(Items listed in a dataset)
____________________

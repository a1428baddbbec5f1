use crate::audio::segmenter::SegmenterConfig;
use crate::context::{AnswerStyle, Profile};
use crate::defaults;
use crate::error::{AssistError, Result};
use crate::llm::remote::RemoteCompletionConfig;
use crate::pipeline::orchestrator::PipelineConfig;
use crate::stt::remote::RemoteTranscriptionConfig;
use serde::{Deserialize, Serialize};
use std::fs;
use std::path::{Path, PathBuf};

/// Root configuration structure
#[derive(Debug, Clone, Serialize, Deserialize, PartialEq, Default)]
#[serde(default)]
pub struct Config {
    pub audio: AudioConfig,
    pub api: ApiConfig,
    pub answer: AnswerConfig,
    pub pipeline: PipelineSection,
}

/// Audio segmentation configuration
#[derive(Debug, Clone, Serialize, Deserialize, PartialEq)]
#[serde(default)]
pub struct AudioConfig {
    pub sample_rate: u32,
    pub vad_threshold: f32,
    pub silence_duration_ms: u32,
    pub max_utterance_secs: u32,
}

/// External service configuration
#[derive(Debug, Clone, Serialize, Deserialize, PartialEq)]
#[serde(default)]
pub struct ApiConfig {
    pub api_key: String,
    pub model: String,
    pub completion_base_url: String,
    pub stt_base_url: String,
    pub stt_model: String,
    pub stt_language: String,
}

/// Answer generation configuration
#[derive(Debug, Clone, Serialize, Deserialize, PartialEq)]
#[serde(default)]
pub struct AnswerConfig {
    pub style: AnswerStyle,
    pub job_description: String,
    pub resume: String,
    pub experience: String,
    pub specialization: String,
}

/// Pipeline scheduling configuration
#[derive(Debug, Clone, Serialize, Deserialize, PartialEq)]
#[serde(default)]
pub struct PipelineSection {
    pub queue_depth: usize,
    pub max_retries: u32,
}

impl Default for AudioConfig {
    fn default() -> Self {
        Self {
            sample_rate: defaults::SAMPLE_RATE,
            vad_threshold: defaults::VAD_THRESHOLD,
            silence_duration_ms: defaults::SILENCE_DURATION_MS,
            max_utterance_secs: defaults::MAX_UTTERANCE_SECS,
        }
    }
}

impl Default for ApiConfig {
    fn default() -> Self {
        Self {
            api_key: String::new(),
            model: defaults::DEFAULT_MODEL.to_string(),
            completion_base_url: defaults::DEFAULT_COMPLETION_BASE_URL.to_string(),
            stt_base_url: defaults::DEFAULT_STT_BASE_URL.to_string(),
            stt_model: defaults::DEFAULT_STT_MODEL.to_string(),
            stt_language: "en".to_string(),
        }
    }
}

impl Default for AnswerConfig {
    fn default() -> Self {
        Self {
            style: AnswerStyle::Concise,
            job_description: String::new(),
            resume: String::new(),
            experience: String::new(),
            specialization: String::new(),
        }
    }
}

impl Default for PipelineSection {
    fn default() -> Self {
        Self {
            queue_depth: defaults::UTTERANCE_QUEUE_DEPTH,
            max_retries: defaults::MAX_RETRIES,
        }
    }
}

impl Config {
    /// Load configuration from a TOML file
    ///
    /// Missing fields use default values; a missing file or invalid TOML is
    /// an error.
    pub fn load(path: &Path) -> Result<Self> {
        let contents = fs::read_to_string(path).map_err(|e| {
            if e.kind() == std::io::ErrorKind::NotFound {
                AssistError::ConfigFileNotFound {
                    path: path.display().to_string(),
                }
            } else {
                AssistError::Io(e)
            }
        })?;
        let config: Config = toml::from_str(&contents)?;
        Ok(config)
    }

    /// Load configuration from a file, or return defaults if it doesn't exist
    pub fn load_or_default(path: &Path) -> Result<Self> {
        match Self::load(path) {
            Ok(config) => Ok(config),
            Err(AssistError::ConfigFileNotFound { .. }) => Ok(Self::default()),
            Err(e) => Err(e),
        }
    }

    /// Apply environment variable overrides
    ///
    /// Supported environment variables:
    /// - PROMPTEUR_API_KEY → api.api_key
    /// - PROMPTEUR_MODEL → api.model
    /// - PROMPTEUR_STYLE → answer.style (concise|detailed|bullet)
    pub fn with_env_overrides(mut self) -> Self {
        if let Ok(key) = std::env::var("PROMPTEUR_API_KEY")
            && !key.is_empty()
        {
            self.api.api_key = key;
        }

        if let Ok(model) = std::env::var("PROMPTEUR_MODEL")
            && !model.is_empty()
        {
            self.api.model = model;
        }

        if let Ok(style) = std::env::var("PROMPTEUR_STYLE") {
            match style.as_str() {
                "concise" => self.answer.style = AnswerStyle::Concise,
                "detailed" => self.answer.style = AnswerStyle::Detailed,
                "bullet" => self.answer.style = AnswerStyle::Bullet,
                _ => {}
            }
        }

        self
    }

    /// Checks the values needed before the pipeline can start.
    pub fn validate(&self) -> Result<()> {
        if self.api.api_key.is_empty() {
            return Err(AssistError::ConfigInvalidValue {
                key: "api.api_key".to_string(),
                message: "missing API credentials".to_string(),
            });
        }
        self.pipeline_config().validate()
    }

    /// Get the default configuration file path
    ///
    /// Returns ~/.config/prompteur/config.toml on Linux.
    pub fn default_path() -> Option<PathBuf> {
        dirs::config_dir().map(|dir| dir.join("prompteur").join("config.toml"))
    }

    pub fn segmenter_config(&self) -> SegmenterConfig {
        SegmenterConfig {
            vad_threshold: self.audio.vad_threshold,
            silence_duration_ms: self.audio.silence_duration_ms,
            max_utterance_secs: self.audio.max_utterance_secs,
            sample_rate: self.audio.sample_rate,
        }
    }

    pub fn pipeline_config(&self) -> PipelineConfig {
        PipelineConfig {
            segmenter: self.segmenter_config(),
            queue_depth: self.pipeline.queue_depth,
            retry: crate::llm::RetryPolicy {
                max_attempts: self.pipeline.max_retries,
                base_delay: defaults::RETRY_BASE_DELAY,
            },
            ..PipelineConfig::default()
        }
    }

    pub fn profile(&self) -> Profile {
        Profile {
            answer_style: self.answer.style,
            job_description: self.answer.job_description.clone(),
            resume: self.answer.resume.clone(),
            experience: self.answer.experience.clone(),
            specialization: self.answer.specialization.clone(),
        }
    }

    pub fn completion_config(&self) -> RemoteCompletionConfig {
        RemoteCompletionConfig {
            base_url: self.api.completion_base_url.clone(),
            api_key: self.api.api_key.clone(),
            model: self.api.model.clone(),
            timeout: defaults::REQUEST_TIMEOUT,
        }
    }

    pub fn transcription_config(&self) -> RemoteTranscriptionConfig {
        RemoteTranscriptionConfig {
            base_url: self.api.stt_base_url.clone(),
            api_key: self.api.api_key.clone(),
            model: self.api.stt_model.clone(),
            language: self.api.stt_language.clone(),
            timeout: defaults::REQUEST_TIMEOUT,
        }
    }
}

____________________

§ Your objective
Every entry must appear again in the answer, exactly as written.

§ Output for this exercise
repository a1428baddbbec5f1
use crate::audio::segmenter::SegmenterConfig;
use crate::context::{AnswerStyle, Profile};
use crate::defaults;
use crate::error::{AssistError, Result};
use crate::llm::remote::RemoteCompletionConfig;
use crate::pipeline::orchestrator::PipelineConfig;
use crate::stt::remote::RemoteTranscriptionConfig;
use serde::{Deserialize, Serialize};
use std::fs;
use std::path::{Path, PathBuf};

/// Root configuration structure
#[derive(Debug, Clone, Serialize, Deserialize, PartialEq, Default)]
#[serde(default)]
pub struct Config {
    pub audio: AudioConfig,
    pub api: ApiConfig,
    pub answer: AnswerConfig,
    pub pipeline: PipelineSection,
}

/// Audio segmentation configuration
#[derive(Debug, Clone, Serialize, Deserialize, PartialEq)]
#[serde(default)]
pub struct AudioConfig {
    pub sample_rate: u32,
    pub vad_threshold: f32,
    pub silence_duration_ms: u32,
    pub max_utterance_secs: u32,
}

/// External service configuration
#[derive(Debug, Clone, Serialize, Deserialize, PartialEq)]
#[serde(default)]
pub struct ApiConfig {
    pub api_key: String,
    pub model: String,
    pub completion_base_url: String,
    pub stt_base_url: String,
    pub stt_model: String,
    pub stt_language: String,
}

/// Answer generation configuration
#[derive(Debug, Clone, Serialize, Deserialize, PartialEq)]
#[serde(default)]
pub struct AnswerConfig {
    pub style: AnswerStyle,
    pub job_description: String,
    pub resume: String,
    pub experience: String,
    pub specialization: String,
}

/// Pipeline scheduling configuration
#[derive(Debug, Clone, Serialize, Deserialize, PartialEq)]
#[serde(default)]
pub struct PipelineSection {
    pub queue_depth: usize,
    pub max_retries: u32,
}

impl Default for AudioConfig {
    fn default() -> Self {
        Self {
            sample_rate: defaults::SAMPLE_RATE,
            vad_threshold: defaults::VAD_THRESHOLD,
            silence_duration_ms: defaults::SILENCE_DURATION_MS,
            max_utterance_secs: defaults::MAX_UTTERANCE_SECS,
        }
    }
}

impl Default for ApiConfig {
    fn default() -> Self {
        Self {
            api_key: String::new(),
            model: defaults::DEFAULT_MODEL.to_string(),
            completion_base_url: defaults::DEFAULT_COMPLETION_BASE_URL.to_string(),
            stt_base_url: defaults::DEFAULT_STT_BASE_URL.to_string(),
            stt_model: defaults::DEFAULT_STT_MODEL.to_string(),
            stt_language: "en".to_string(),
        }
    }
}

impl Default for AnswerConfig {
    fn default() -> Self {
        Self {
            style: AnswerStyle::Concise,
            job_description: String::new(),
            resume: String::new(),
            experience: String::new(),
            specialization: String::new(),
        }
    }
}

impl Default for PipelineSection {
    fn default() -> Self {
        Self {
            queue_depth: defaults::UTTERANCE_QUEUE_DEPTH,
            max_retries: defaults::MAX_RETRIES,
        }
    }
}

impl Config {
    /// Load configuration from a TOML file
    ///
    /// Missing fields use default values; a missing file or invalid TOML is
    /// an error.
    pub fn load(path: &Path) -> Result<Self> {
        let contents = fs::read_to_string(path).map_err(|e| {
            if e.kind() == std::io::ErrorKind::NotFound {
                AssistError::ConfigFileNotFound {
                    path: path.display().to_string(),
                }
            } else {
                AssistError::Io(e)
            }
        })?;
        let config: Config = toml::from_str(&contents)?;
        Ok(config)
    }

    /// Load configuration from a file, or return defaults if it doesn't exist
    pub fn load_or_default(path: &Path) -> Result<Self> {
        match Self::load(path) {
            Ok(config) => Ok(config),
            Err(AssistError::ConfigFileNotFound { .. }) => Ok(Self::default()),
            Err(e) => Err(e),
        }
    }

    /// Apply environment variable overrides
    ///
    /// Supported environment variables:
    /// - PROMPTEUR_API_KEY → api.api_key
    /// - PROMPTEUR_MODEL → api.model
    /// - PROMPTEUR_STYLE → answer.style (concise|detailed|bullet)
    pub fn with_env_overrides(mut self) -> Self {
        if let Ok(key) = std::env::var("PROMPTEUR_API_KEY")
            && !key.is_empty()
        {
            self.api.api_key = key;
        }

        if let Ok(model) = std::env::var("PROMPTEUR_MODEL")
            && !model.is_empty()
        {
            self.api.model = model;
        }

        if let Ok(style) = std::env::var("PROMPTEUR_STYLE") {
            match style.as_str() {
                "concise" => self.answer.style = AnswerStyle::Concise,
                "detailed" => self.answer.style = AnswerStyle::Detailed,
                "bullet" => self.answer.style = AnswerStyle::Bullet,
                _ => {}
            }
        }

        self
    }

    /// Checks the values needed before the pipeline can start.
    pub fn validate(&self) -> Result<()> {
        if self.api.api_key.is_empty() {
            return Err(AssistError::ConfigInvalidValue {
                key: "api.api_key".to_string(),
                message: "missing API credentials".to_string(),
            });
        }
        self.pipeline_config().validate()
    }

    /// Get the default configuration file path
    ///
    /// Returns ~/.config/prompteur/config.toml on Linux.
    pub fn default_path() -> Option<PathBuf> {
        dirs::config_dir().map(|dir| dir.join("prompteur").join("config.toml"))
    }

    pub fn segmenter_config(&self) -> SegmenterConfig {
        SegmenterConfig {
            vad_threshold: self.audio.vad_threshold,
            silence_duration_ms: self.audio.silence_duration_ms,
            max_utterance_secs: self.audio.max_utterance_secs,
            sample_rate: self.audio.sample_rate,
        }
    }

    pub fn pipeline_config(&self) -> PipelineConfig {
        PipelineConfig {
            segmenter: self.segmenter_config(),
            queue_depth: self.pipeline.queue_depth,
            retry: crate::llm::RetryPolicy {
                max_attempts: self.pipeline.max_retries,
                base_delay: defaults::RETRY_BASE_DELAY,
            },
            ..PipelineConfig::default()
        }
    }

    pub fn profile(&self) -> Profile {
        Profile {
            answer_style: self.answer.style,
            job_description: self.answer.job_description.clone(),
            resume: self.answer.resume.clone(),
            experience: self.answer.experience.clone(),
            specialization: self.answer.specialization.clone(),
        }
    }

    pub fn completion_config(&self) -> RemoteCompletionConfig {
        RemoteCompletionConfig {
            base_url: self.api.completion_base_url.clone(),
            api_key: self.api.api_key.clone(),
            model: self.api.model.clone(),
            timeout: defaults::REQUEST_TIMEOUT,
        }
    }

    pub fn transcription_config(&self) -> RemoteTranscriptionConfig {
        RemoteTranscriptionConfig {
            base_url: self.api.stt_base_url.clone(),
            api_key: self.api.api_key.clone(),
            model: self.api.stt_model.clone(),
            language: self.api.stt_language.clone(),
            timeout: defaults::REQUEST_TIMEOUT,
        }
    }
}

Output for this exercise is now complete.